An organization system for a series of objects to be sequentially run downhole is disclosed. The preferred objects are spheres of progressively larger diameter put into a wellbore to land at discrete locations for operation of ports in a given sequence so that a specific producing zone or zones can be completed in increments that preferably go in an uphole direction as progressively larger spheres are inserted. In the preferred embodiment the process is fracturing where a series of ported subs are operated to selectively open for the fracture procedure at a specific location and then close or become isolated when another sphere is dropped. Optionally the balls can be recovered at the surface when production starts. The organizer prevents size confusion and gives a ready feedback as to the progress of a given job. Trays can be stacked and carried in a carrying case.

BRIEF DESCRIPTION OF THE DRAWINGS

FIG. 1 is a perspective view of one rack for the smallest balls on a job that are used first;

FIG. 2 is a perspective view of a second rack with bigger balls than the rack of FIG. 1;

FIG. 2 a is a view along section line 2 a-2 a in FIG. 2.

FIG. 3 is a perspective view of a third rack with the biggest balls for a given job; and

FIG. 4 is a perspective view of the racks of FIGS. 1-3 vertically stacked for transport in a compact carrying case that is shown in FIG. 5; and

FIG. 5 is the view of FIG. 4 showing the stacked trays in a carrying case.

DETAILED DESCRIPTION OF THE PREFERRED EMBODIMENT

Downhole operations have grown more complex and frequently require objects to be sequentially introduced at spaced apart intervals that can take days and involve different personnel sometimes working in less than ideal weather conditions.
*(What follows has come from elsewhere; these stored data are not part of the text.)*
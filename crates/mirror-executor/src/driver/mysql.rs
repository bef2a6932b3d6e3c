//! MySQL driver (feature-gated).

use async_trait::async_trait;
use chrono::{NaiveDate, NaiveDateTime, NaiveTime};
use futures::StreamExt;
use sqlx::{Column, Connection, MySqlConnection, Row, ValueRef, mysql::MySqlRow};
use telemetry_mirror_core::{
    CallSyntax, DriverError, RawRow, RemoteConnection, RemoteDriver, RowStream, Statement,
    TypedParam,
};

/// MySQL driver over a single `sqlx` connection per session.
///
/// Calls are spelled `CALL name(?, ?)` and run as prepared statements.
#[derive(Debug, Clone, Copy, Default)]
pub struct MySqlDriver;

#[async_trait]
impl RemoteDriver for MySqlDriver {
    async fn connect(&self, target: &str) -> Result<Box<dyn RemoteConnection>, DriverError> {
        let conn = MySqlConnection::connect(target)
            .await
            .map_err(|e| DriverError::Connect(e.to_string()))?;
        Ok(Box::new(MySqlRemote { conn: Some(conn) }))
    }
}

struct MySqlRemote {
    conn: Option<MySqlConnection>,
}

#[async_trait]
impl RemoteConnection for MySqlRemote {
    fn call_syntax(&self) -> CallSyntax {
        CallSyntax::Call
    }

    async fn execute<'a>(
        &'a mut self,
        statement: &'a Statement,
    ) -> Result<RowStream<'a>, DriverError> {
        let conn = self.conn.as_mut().ok_or(DriverError::Closed)?;

        let mut query = sqlx::query(&statement.sql);
        for param in &statement.params {
            query = match param {
                TypedParam::String(value) => query.bind(value.as_str()),
                TypedParam::Integer(value) => query.bind(*value),
                TypedParam::Timestamp(value) => query.bind(*value),
            };
        }

        Ok(query
            .fetch(conn)
            .map(|row| row.map_err(classify).and_then(|row| decode_row(&row)))
            .boxed())
    }

    async fn close(&mut self) -> Result<(), DriverError> {
        if let Some(conn) = self.conn.take() {
            conn.close().await.map_err(classify)?;
        }
        Ok(())
    }
}

fn classify(err: sqlx::Error) -> DriverError {
    match err {
        sqlx::Error::ColumnDecode { .. } | sqlx::Error::Decode(_) => {
            DriverError::Decode(err.to_string())
        }
        sqlx::Error::Encode(_) | sqlx::Error::TypeNotFound { .. } => {
            DriverError::UnsupportedParameter(err.to_string())
        }
        other => DriverError::Query(other.to_string()),
    }
}

fn decode_row(row: &MySqlRow) -> Result<RawRow, DriverError> {
    row.columns()
        .iter()
        .map(|column| {
            let value = column_text(row, column.ordinal())?;
            Ok((column.name().to_string(), value))
        })
        .collect()
}

// Columns arrive in the binary protocol, so each type is tried in turn and
// rendered as text. DECIMAL and other string-encoded types fall through to
// the unchecked string read.
fn column_text(row: &MySqlRow, index: usize) -> Result<Option<String>, DriverError> {
    let raw = row.try_get_raw(index).map_err(classify)?;
    if raw.is_null() {
        return Ok(None);
    }

    if let Ok(value) = row.try_get::<String, _>(index) {
        return Ok(Some(value));
    }
    if let Ok(value) = row.try_get::<i64, _>(index) {
        return Ok(Some(value.to_string()));
    }
    if let Ok(value) = row.try_get::<u64, _>(index) {
        return Ok(Some(value.to_string()));
    }
    if let Ok(value) = row.try_get::<f64, _>(index) {
        return Ok(Some(value.to_string()));
    }
    if let Ok(value) = row.try_get::<NaiveDateTime, _>(index) {
        return Ok(Some(value.format("%Y-%m-%d %H:%M:%S%.f").to_string()));
    }
    if let Ok(value) = row.try_get::<NaiveDate, _>(index) {
        return Ok(Some(value.to_string()));
    }
    if let Ok(value) = row.try_get::<NaiveTime, _>(index) {
        return Ok(Some(value.to_string()));
    }

    row.try_get_unchecked::<String, _>(index)
        .map(Some)
        .map_err(|e| DriverError::Decode(format!("column {index}: {e}")))
}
When the objects are very close in size and the job length takes days, there are opportunities for mistakes. One type of downhole operation that requires multiple balls of different sizes to be introduced at different times is sequential fracturing. There is a plurality of ball seats in the well that the balls need to land on in sequence so that different zones or portions of zones can be fractured in sequence, generally from a bottom to top direction. Some of the ball seats are equipped to handle two balls of the same size depending on their functionality.
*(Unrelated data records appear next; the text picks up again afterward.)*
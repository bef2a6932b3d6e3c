//! Driver implementations.

pub mod scripted;

#[cfg(feature = "mysql")]
pub mod mysql;

pub use scripted::{ScriptLog, ScriptedDriver, ScriptedFailure, ScriptedResult, raw_row};

#[cfg(feature = "mysql")]
pub use mysql::MySqlDriver;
Normally an array of balls is picked at a field office and bundled for a specific job. While the balls themselves can be given sequence numbers printed on the ball face as a way to maintain the proper ball size sequence, there are risks in making this the exclusive method for keeping track of which ball is next at the job site. The field crew still has to keep a separate record of which balls have already been dropped. The field crew has to pick through a bag of balls for the one marked with the smallest dimension. There are also risks of numbers being read wrong for example as between balls marked with “6” and “9” even if an underlining system is used to visually suggest the proper orientation for reading a number off of a ball. Some jobs take place in poor weather conditions such as dim light or fog or other weather extremes that can affect human perception of numbers on balls. Some jobs drag on for days and involve crew changes while others can be far shorter in duration and be completed in a single day. These considerations of human fatigue and possible garbled communication give rise to the concept of an organizer of the present invention that seeks to not only keep multiple balls arranged in a orderly fashion but also allows the balls to be properly sized with a physical feedback and a visual clue to which ball is next on a particular sequence at a job site. A carrying case and stackability are added features so that the arrays do not take up too much space in a truck going out to a job.
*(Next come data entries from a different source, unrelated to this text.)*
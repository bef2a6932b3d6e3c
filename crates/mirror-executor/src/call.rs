//! Stored-procedure call building.

use telemetry_mirror_core::{CallSyntax, Statement, StoredProcCall};
use thiserror::Error;

/// Call build error.
#[derive(Debug, Error, PartialEq, Eq)]
pub enum CallBuildError {
    #[error("Procedure name is empty")]
    EmptyName,
    #[error("Procedure name contains invalid characters: {0}")]
    InvalidName(String),
}

/// Builds a prepared call with one positional placeholder per parameter.
#[derive(Debug, Clone, Copy, Default)]
pub struct CallBuilder {
    syntax: CallSyntax,
}

impl CallBuilder {
    /// Create a builder for the given call spelling.
    #[must_use]
    pub const fn new(syntax: CallSyntax) -> Self {
        Self { syntax }
    }

    /// Build the statement for a call.
    ///
    /// # Errors
    /// Returns error if the procedure name is empty or not a plain identifier.
    pub fn build(&self, call: &StoredProcCall) -> Result<Statement, CallBuildError> {
        let name = validate_name(&call.name)?;
        let placeholders = vec!["?"; call.params.len()].join(", ");
        let sql = match self.syntax {
            CallSyntax::Escape => format!("{{call {name} ({placeholders})}}"),
            CallSyntax::Call => format!("CALL {name}({placeholders})"),
        };
        Ok(Statement::call(sql, call.params.clone()))
    }
}

// The name is spliced into SQL text, so only identifier characters pass.
fn validate_name(name: &str) -> Result<&str, CallBuildError> {
    let name = name.trim();
    if name.is_empty() {
        return Err(CallBuildError::EmptyName);
    }
    let valid = name
        .chars()
        .all(|c| c.is_alphanumeric() || matches!(c, '_' | '.' | '[' | ']'));
    if valid {
        Ok(name)
    } else {
        Err(CallBuildError::InvalidName(name.to_string()))
    }
}

#[cfg(test)]
mod tests {
    use telemetry_mirror_core::TypedParam;

    use super::*;

    fn call(name: &str, n: usize) -> StoredProcCall {
        StoredProcCall::new(name, (0..n).map(|i| TypedParam::Integer(i as i32)).collect())
    }

    #[test]
    fn test_escape_syntax() {
        let stmt = CallBuilder::default().build(&call("GetArchiveData", 3)).unwrap();
        assert_eq!(stmt.sql, "{call GetArchiveData (?, ?, ?)}");
        assert_eq!(stmt.params.len(), 3);
    }

    #[test]
    fn test_plain_call_syntax() {
        let stmt = CallBuilder::new(CallSyntax::Call)
            .build(&call("dbo.GetArchiveData", 1))
            .unwrap();
        assert_eq!(stmt.sql, "CALL dbo.GetArchiveData(?)");
    }

    #[test]
    fn test_no_parameters() {
        let stmt = CallBuilder::default().build(&call("[dbo].[Ping]", 0)).unwrap();
        assert_eq!(stmt.sql, "{call [dbo].[Ping] ()}");
    }

    #[test]
    fn test_rejects_bad_names() {
        assert_eq!(
            CallBuilder::default().build(&call("  ", 1)),
            Err(CallBuildError::EmptyName)
        );
        assert_eq!(
            CallBuilder::default().build(&call("P; DROP TABLE x", 1)),
            Err(CallBuildError::InvalidName("P; DROP TABLE x".into()))
        );
    }
}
In some instances, two balls of the same dimension are needed to be deployed on a single seat assembly. The present invention can also group balls that are deployed in close proximity to further enhance the accuracy of the ball dropping sequence.

Referring to FIG. 1 a tray assembly 10 has a flat top 12 and legs 14, 16, 18 and 20 so as to lift the top 12 from an available work surface (not shown) or another top that holds other balls as shown in the stacked arrangement in FIG. 4. The top 12 has a long dimension 22 and a width 24. A square configuration is possible as an alternative configuration. Openings 26 and 28 are closer to each other than the distance between opening 28 and opening 30. Thus the first two rows parallel to edge 22 by their proximity reveal that for a particular seat downhole (not shown) that a pair of balls placed in openings 26 and 28 for example are deployed sequentially and are preferably also the same size. The next balls to be deployed would be in positions 32 and 34 and so on going from left to right in FIG. 1 before the bottom row with opening 30 is deployed again going from left to right in FIG. 1 starting at ball 30.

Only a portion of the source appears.